===== RECORDS =====

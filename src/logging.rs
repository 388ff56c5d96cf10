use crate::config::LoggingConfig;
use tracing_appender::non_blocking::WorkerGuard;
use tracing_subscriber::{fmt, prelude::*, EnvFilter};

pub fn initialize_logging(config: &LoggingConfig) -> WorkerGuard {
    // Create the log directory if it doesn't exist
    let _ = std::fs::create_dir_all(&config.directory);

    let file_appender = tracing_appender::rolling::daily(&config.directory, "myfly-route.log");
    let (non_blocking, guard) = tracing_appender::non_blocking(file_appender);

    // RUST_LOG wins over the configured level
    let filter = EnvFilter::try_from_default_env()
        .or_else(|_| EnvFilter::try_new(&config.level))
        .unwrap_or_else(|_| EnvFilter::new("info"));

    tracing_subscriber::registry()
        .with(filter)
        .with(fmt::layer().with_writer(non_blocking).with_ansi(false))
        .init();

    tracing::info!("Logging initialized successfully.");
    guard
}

=====
===== RECORDS =====

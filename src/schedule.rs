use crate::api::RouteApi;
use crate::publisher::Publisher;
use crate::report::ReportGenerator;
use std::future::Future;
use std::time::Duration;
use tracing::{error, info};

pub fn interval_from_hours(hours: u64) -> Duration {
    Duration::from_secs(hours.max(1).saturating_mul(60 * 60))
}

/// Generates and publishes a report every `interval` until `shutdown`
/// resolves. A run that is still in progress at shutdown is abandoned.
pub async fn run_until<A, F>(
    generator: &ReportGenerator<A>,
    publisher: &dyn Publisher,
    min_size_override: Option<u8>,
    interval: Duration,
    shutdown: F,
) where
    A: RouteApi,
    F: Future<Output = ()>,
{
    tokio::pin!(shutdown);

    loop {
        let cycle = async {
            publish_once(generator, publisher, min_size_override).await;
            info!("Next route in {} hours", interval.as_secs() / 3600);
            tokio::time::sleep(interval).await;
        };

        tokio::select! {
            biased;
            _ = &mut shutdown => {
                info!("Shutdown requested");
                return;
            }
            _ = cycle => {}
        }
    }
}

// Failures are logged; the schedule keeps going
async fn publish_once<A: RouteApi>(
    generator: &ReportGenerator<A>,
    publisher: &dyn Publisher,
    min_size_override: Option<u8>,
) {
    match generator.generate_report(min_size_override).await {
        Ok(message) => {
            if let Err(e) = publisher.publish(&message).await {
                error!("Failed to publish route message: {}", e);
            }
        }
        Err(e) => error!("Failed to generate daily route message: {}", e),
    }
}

=====
===== RECORDS =====

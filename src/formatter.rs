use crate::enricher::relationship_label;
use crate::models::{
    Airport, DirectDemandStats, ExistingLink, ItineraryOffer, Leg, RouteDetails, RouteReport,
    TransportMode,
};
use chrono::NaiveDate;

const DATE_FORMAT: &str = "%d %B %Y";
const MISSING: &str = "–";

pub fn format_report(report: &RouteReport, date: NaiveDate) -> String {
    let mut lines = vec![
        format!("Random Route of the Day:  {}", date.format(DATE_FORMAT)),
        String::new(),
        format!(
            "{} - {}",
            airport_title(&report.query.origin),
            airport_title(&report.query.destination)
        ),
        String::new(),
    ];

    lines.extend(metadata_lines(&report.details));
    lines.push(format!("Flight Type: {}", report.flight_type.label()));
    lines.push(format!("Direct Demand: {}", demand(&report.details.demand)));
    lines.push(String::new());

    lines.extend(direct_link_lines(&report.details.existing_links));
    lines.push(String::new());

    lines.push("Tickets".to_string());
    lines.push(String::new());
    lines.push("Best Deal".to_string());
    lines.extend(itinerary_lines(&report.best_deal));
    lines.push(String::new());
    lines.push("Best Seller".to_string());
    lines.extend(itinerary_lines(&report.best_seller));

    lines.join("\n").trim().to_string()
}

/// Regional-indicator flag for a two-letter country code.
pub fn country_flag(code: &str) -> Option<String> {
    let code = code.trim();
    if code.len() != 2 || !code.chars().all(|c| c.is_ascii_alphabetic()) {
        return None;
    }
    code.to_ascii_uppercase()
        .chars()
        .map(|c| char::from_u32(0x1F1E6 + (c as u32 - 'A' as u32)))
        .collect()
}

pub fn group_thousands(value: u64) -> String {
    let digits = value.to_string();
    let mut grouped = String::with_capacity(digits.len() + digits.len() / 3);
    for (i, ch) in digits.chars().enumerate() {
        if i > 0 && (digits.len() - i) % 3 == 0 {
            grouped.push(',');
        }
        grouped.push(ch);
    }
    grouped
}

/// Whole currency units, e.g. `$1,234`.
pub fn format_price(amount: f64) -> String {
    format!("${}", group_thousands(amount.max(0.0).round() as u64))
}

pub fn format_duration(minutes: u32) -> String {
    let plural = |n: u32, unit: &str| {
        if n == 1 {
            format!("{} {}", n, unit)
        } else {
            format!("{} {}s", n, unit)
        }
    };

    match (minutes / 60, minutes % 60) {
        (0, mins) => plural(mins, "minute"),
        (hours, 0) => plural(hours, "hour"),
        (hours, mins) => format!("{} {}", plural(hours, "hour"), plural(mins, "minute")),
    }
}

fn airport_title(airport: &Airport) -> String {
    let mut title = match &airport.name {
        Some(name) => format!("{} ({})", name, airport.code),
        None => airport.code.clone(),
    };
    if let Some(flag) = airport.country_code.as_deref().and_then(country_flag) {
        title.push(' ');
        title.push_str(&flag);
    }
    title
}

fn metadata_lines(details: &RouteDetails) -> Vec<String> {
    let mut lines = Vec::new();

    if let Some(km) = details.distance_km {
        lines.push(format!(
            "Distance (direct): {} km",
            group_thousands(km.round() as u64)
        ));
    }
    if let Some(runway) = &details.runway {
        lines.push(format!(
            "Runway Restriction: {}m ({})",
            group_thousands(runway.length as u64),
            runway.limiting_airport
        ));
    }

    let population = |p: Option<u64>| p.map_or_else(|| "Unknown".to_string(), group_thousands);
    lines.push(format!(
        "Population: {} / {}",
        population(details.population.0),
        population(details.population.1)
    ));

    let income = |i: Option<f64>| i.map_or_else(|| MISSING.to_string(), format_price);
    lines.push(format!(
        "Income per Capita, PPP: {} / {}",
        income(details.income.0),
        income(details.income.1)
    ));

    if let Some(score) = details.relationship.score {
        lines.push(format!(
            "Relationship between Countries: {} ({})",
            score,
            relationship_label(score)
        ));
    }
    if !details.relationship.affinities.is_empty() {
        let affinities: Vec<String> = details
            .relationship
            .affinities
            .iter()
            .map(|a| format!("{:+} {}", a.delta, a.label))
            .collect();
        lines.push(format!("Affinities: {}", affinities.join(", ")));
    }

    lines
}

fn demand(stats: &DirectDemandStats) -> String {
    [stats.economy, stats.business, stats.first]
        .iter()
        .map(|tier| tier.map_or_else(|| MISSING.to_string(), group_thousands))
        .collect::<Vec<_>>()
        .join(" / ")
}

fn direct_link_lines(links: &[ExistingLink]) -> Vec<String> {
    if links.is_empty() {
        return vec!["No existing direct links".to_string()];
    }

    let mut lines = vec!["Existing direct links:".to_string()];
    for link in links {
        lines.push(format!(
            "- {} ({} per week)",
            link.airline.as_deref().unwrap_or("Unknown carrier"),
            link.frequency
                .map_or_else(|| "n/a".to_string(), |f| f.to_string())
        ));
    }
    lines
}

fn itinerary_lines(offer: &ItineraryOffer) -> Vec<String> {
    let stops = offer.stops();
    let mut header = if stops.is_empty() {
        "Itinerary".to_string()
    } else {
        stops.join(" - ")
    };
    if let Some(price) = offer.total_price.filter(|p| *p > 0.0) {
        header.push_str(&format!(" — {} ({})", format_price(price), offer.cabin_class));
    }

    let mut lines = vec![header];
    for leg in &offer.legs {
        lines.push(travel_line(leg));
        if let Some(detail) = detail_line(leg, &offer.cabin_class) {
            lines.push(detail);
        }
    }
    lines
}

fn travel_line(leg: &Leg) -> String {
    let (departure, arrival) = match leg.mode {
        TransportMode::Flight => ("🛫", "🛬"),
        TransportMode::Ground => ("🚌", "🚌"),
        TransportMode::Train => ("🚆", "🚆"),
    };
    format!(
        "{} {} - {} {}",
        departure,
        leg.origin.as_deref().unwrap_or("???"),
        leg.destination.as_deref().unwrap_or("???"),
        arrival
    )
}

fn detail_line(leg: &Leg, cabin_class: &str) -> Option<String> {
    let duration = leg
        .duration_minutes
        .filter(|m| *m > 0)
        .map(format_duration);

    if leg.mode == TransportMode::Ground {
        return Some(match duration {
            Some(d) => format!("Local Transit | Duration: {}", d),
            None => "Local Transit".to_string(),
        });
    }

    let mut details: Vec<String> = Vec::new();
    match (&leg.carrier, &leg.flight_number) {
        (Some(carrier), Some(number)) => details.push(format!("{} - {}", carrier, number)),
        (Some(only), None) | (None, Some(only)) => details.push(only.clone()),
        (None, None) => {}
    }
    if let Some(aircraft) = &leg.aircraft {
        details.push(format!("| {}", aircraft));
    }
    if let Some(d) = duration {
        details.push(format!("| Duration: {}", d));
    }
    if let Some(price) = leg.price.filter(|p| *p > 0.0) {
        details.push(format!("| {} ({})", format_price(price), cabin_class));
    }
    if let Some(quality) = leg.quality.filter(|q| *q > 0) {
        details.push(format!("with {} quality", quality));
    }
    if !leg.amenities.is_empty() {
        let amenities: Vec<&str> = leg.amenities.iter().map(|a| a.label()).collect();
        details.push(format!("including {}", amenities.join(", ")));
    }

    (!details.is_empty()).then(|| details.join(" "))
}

=====

→ **EXERCISE GOAL**: Across the listing above, how many lines include the string "carrier"? Answer with a single number.

→ **WRITTEN REPLY**: 3